The function $d_{f}$ in item 2 is another matter entirely: Its geodesics (shortest paths) are not generally line segments.

The function in item 3 is "uninteresting", because the integral is not parametrization-independent.

Answer 2

I am not sure what you mean by the integral in the first question. What are you integrating over?

For the second point: you can use that the metric is translation invariant so that it is enough to consider x=0. Then transform the metric to radial coordinates. It should then be easier to see that you decrease it maximally when you move in the $r$ direction. This then answers the third question as well, since moving a small epsilon optimally in the $r$ direction still leaves the $r$ direction the same.

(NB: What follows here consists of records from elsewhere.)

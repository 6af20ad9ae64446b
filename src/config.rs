//! Per-chain configuration
//!
//! Chain-specific constants (address prefixes, default transaction version,
//! dust threshold, fork id) live in an immutable [`ChainParams`] value that is
//! passed into planning and signing. Nothing here is process-wide.

use crate::constants::DEFAULT_DUST_THRESHOLD;
use crate::error::{Result, SigningError};
use crate::types::Amount;
use anyhow::Context;
use serde::{Deserialize, Serialize};
use std::path::Path;

/// Chain identifier
#[derive(Debug, Clone, Copy, PartialEq, Eq, Hash, Serialize, Deserialize)]
#[serde(rename_all = "camelCase")]
pub enum ChainId {
    Bitcoin,
    BitcoinTestnet,
    Litecoin,
    Dogecoin,
    BitcoinCash,
    /// A script-compatible chain described entirely by its JSON parameters
    Custom,
}

#[derive(Debug, Clone, PartialEq, Eq, Serialize, Deserialize)]
#[serde(rename_all = "camelCase")]
pub struct ChainParams {
    pub chain: ChainId,
    pub p2pkh_prefix: u8,
    pub p2sh_prefix: u8,
    /// Bech32 human-readable part; `None` for chains without segwit addresses
    #[serde(default)]
    pub hrp: Option<String>,
    pub default_version: i32,
    #[serde(default = "default_dust_threshold")]
    pub dust_threshold: Amount,
    /// Replay-protection fork id; when set every digest uses the BIP143 layout
    #[serde(default)]
    pub fork_id: Option<u32>,
}

fn default_dust_threshold() -> Amount {
    DEFAULT_DUST_THRESHOLD
}

impl ChainParams {
    pub fn bitcoin() -> Self {
        Self {
            chain: ChainId::Bitcoin,
            p2pkh_prefix: 0x00,
            p2sh_prefix: 0x05,
            hrp: Some("bc".to_string()),
            default_version: 1,
            dust_threshold: DEFAULT_DUST_THRESHOLD,
            fork_id: None,
        }
    }

    pub fn bitcoin_testnet() -> Self {
        Self {
            chain: ChainId::BitcoinTestnet,
            p2pkh_prefix: 0x6f,
            p2sh_prefix: 0xc4,
            hrp: Some("tb".to_string()),
            ..Self::bitcoin()
        }
    }

    pub fn litecoin() -> Self {
        Self {
            chain: ChainId::Litecoin,
            p2pkh_prefix: 0x30,
            p2sh_prefix: 0x32,
            hrp: Some("ltc".to_string()),
            ..Self::bitcoin()
        }
    }

    pub fn dogecoin() -> Self {
        Self {
            chain: ChainId::Dogecoin,
            p2pkh_prefix: 0x1e,
            p2sh_prefix: 0x16,
            hrp: None,
            dust_threshold: 1_000_000,
            ..Self::bitcoin()
        }
    }

    pub fn bitcoin_cash() -> Self {
        Self {
            chain: ChainId::BitcoinCash,
            hrp: None,
            default_version: 2,
            fork_id: Some(0),
            ..Self::bitcoin()
        }
    }

    /// Built-in parameters for a chain. `Custom` has no built-in set.
    pub fn for_chain(chain: ChainId) -> Result<Self> {
        match chain {
            ChainId::Bitcoin => Ok(Self::bitcoin()),
            ChainId::BitcoinTestnet => Ok(Self::bitcoin_testnet()),
            ChainId::Litecoin => Ok(Self::litecoin()),
            ChainId::Dogecoin => Ok(Self::dogecoin()),
            ChainId::BitcoinCash => Ok(Self::bitcoin_cash()),
            ChainId::Custom => Err(SigningError::InvalidConfig(
                "custom chains must be loaded from JSON".to_string(),
            )),
        }
    }

    pub fn from_json(json: &str) -> Result<Self> {
        let params: ChainParams = serde_json::from_str(json)
            .map_err(|e| SigningError::InvalidConfig(e.to_string()))?;
        params.validate()?;
        Ok(params)
    }

    /// Load parameters from a JSON file on disk.
    pub fn from_json_file(path: impl AsRef<Path>) -> anyhow::Result<Self> {
        let path = path.as_ref();
        let json = std::fs::read_to_string(path)
            .with_context(|| format!("reading chain params from {}", path.display()))?;
        let params = Self::from_json(&json)
            .with_context(|| format!("parsing chain params from {}", path.display()))?;
        Ok(params)
    }

    pub fn validate(&self) -> Result<()> {
        if self.p2pkh_prefix == self.p2sh_prefix {
            return Err(SigningError::InvalidConfig(
                "p2pkh and p2sh prefixes must differ".to_string(),
            ));
        }
        if self.dust_threshold < 0 {
            return Err(SigningError::InvalidConfig(
                "dust threshold must not be negative".to_string(),
            ));
        }
        if let Some(hrp) = &self.hrp {
            if hrp.is_empty() {
                return Err(SigningError::InvalidConfig("empty hrp".to_string()));
            }
        }
        Ok(())
    }
}

impl Default for ChainParams {
    fn default() -> Self {
        Self::bitcoin()
    }
}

edit: So the Euclidean norm that induces the metric is given by $\lvert y \rvert = \sqrt{y_1^2+y_2^2}$. If instead of the normal Euclidean coordinates for $y$ we use radial coordinates: $y = (r,\theta)$ where $r$ is the distance that $y$ is from zero and $\theta$ is the angle $y$ makes with zero, then the distance is simply $\lvert y \rvert = r$. Therefore changing the distance as much as possible means changing $r$ as much as possible. For a small vector $\epsilon$ of given length $\lvert \epsilon \rvert = \delta$ it makes $y$ the most smaller when their directions are the same, otherwise $r$ would be changed less.